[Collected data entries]

=== Begin Enclosure ===

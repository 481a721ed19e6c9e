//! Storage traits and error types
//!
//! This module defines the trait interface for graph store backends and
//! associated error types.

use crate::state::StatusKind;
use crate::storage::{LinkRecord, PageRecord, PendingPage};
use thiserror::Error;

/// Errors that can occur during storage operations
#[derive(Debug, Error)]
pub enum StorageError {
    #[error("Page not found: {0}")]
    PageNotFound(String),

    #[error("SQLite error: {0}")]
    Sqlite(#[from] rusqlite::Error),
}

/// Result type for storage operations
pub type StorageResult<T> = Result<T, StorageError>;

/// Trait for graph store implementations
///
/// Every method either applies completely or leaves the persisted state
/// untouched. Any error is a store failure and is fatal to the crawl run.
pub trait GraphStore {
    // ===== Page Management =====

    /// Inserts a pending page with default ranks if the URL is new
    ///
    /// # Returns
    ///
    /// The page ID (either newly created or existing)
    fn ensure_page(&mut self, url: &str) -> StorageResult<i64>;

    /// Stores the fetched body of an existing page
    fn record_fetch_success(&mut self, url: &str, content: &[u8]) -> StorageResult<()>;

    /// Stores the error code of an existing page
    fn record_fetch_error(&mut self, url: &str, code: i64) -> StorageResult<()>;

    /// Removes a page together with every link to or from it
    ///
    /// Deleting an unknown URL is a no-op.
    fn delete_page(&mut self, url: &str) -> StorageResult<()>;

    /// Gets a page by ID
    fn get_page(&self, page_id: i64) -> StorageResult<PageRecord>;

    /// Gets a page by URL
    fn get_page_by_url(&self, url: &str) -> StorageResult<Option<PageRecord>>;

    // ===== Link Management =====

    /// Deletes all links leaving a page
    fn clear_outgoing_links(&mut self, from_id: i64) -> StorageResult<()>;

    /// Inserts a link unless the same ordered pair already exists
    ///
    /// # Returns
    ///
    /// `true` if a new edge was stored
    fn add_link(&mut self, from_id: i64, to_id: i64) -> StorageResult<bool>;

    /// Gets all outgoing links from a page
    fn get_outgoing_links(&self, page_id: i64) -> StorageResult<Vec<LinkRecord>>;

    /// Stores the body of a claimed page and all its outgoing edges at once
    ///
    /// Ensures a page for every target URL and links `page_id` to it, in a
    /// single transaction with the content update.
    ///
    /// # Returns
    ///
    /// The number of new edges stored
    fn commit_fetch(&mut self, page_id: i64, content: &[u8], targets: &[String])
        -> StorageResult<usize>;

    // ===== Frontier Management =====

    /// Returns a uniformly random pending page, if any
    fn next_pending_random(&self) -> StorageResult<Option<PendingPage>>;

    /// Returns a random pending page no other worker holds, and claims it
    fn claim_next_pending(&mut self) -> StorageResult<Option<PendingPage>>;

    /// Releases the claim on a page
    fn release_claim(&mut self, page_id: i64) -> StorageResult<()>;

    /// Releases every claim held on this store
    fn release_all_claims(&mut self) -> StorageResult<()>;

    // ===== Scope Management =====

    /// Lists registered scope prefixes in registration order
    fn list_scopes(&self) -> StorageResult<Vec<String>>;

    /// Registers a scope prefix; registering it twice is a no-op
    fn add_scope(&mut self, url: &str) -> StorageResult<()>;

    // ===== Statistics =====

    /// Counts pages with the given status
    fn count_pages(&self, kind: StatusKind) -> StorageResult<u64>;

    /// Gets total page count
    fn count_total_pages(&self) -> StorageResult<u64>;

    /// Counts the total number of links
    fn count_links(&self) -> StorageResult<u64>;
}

=== End Enclosure ===
=== Begin Enclosure ===

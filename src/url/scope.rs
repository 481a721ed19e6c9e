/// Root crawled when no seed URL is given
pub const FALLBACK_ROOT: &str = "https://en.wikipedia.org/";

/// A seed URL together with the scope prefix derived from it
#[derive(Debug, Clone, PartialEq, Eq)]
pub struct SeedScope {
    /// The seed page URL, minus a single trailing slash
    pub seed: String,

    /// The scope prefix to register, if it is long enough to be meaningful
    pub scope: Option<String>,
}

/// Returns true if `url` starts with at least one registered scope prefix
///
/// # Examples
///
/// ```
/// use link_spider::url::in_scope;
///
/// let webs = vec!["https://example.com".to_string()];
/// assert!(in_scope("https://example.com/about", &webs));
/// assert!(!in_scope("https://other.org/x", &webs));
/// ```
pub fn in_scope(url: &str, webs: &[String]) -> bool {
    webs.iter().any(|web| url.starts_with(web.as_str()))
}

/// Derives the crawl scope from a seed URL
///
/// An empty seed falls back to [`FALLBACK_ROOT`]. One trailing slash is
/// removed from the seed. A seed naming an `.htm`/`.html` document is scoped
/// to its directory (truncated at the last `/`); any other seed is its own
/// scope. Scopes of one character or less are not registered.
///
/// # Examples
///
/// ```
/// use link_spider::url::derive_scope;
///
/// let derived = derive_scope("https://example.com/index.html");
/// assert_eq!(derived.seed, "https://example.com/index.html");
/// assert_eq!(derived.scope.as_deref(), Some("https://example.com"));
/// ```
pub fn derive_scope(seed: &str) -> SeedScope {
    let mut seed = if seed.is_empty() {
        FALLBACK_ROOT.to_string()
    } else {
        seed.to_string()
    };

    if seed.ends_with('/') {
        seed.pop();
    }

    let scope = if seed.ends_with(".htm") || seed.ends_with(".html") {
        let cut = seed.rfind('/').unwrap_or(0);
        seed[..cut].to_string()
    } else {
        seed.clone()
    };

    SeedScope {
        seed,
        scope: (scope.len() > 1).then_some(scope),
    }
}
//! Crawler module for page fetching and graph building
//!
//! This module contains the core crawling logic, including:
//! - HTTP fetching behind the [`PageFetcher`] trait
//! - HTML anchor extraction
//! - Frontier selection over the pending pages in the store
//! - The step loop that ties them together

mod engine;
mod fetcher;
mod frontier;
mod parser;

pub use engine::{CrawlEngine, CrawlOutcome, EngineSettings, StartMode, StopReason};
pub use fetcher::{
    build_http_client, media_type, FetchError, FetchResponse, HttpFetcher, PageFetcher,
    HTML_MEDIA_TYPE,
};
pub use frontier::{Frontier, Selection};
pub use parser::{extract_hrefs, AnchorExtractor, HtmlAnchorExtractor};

=== End Enclosure ===

## Exercise
Working through the entries above, copy every line in which "derived" is found.

## Result below
/// A seed URL together with the scope prefix derived from it
/// let derived = derive_scope("https://example.com/index.html");
/// assert_eq!(derived.seed, "https://example.com/index.html");
/// assert_eq!(derived.scope.as_deref(), Some("https://example.com"));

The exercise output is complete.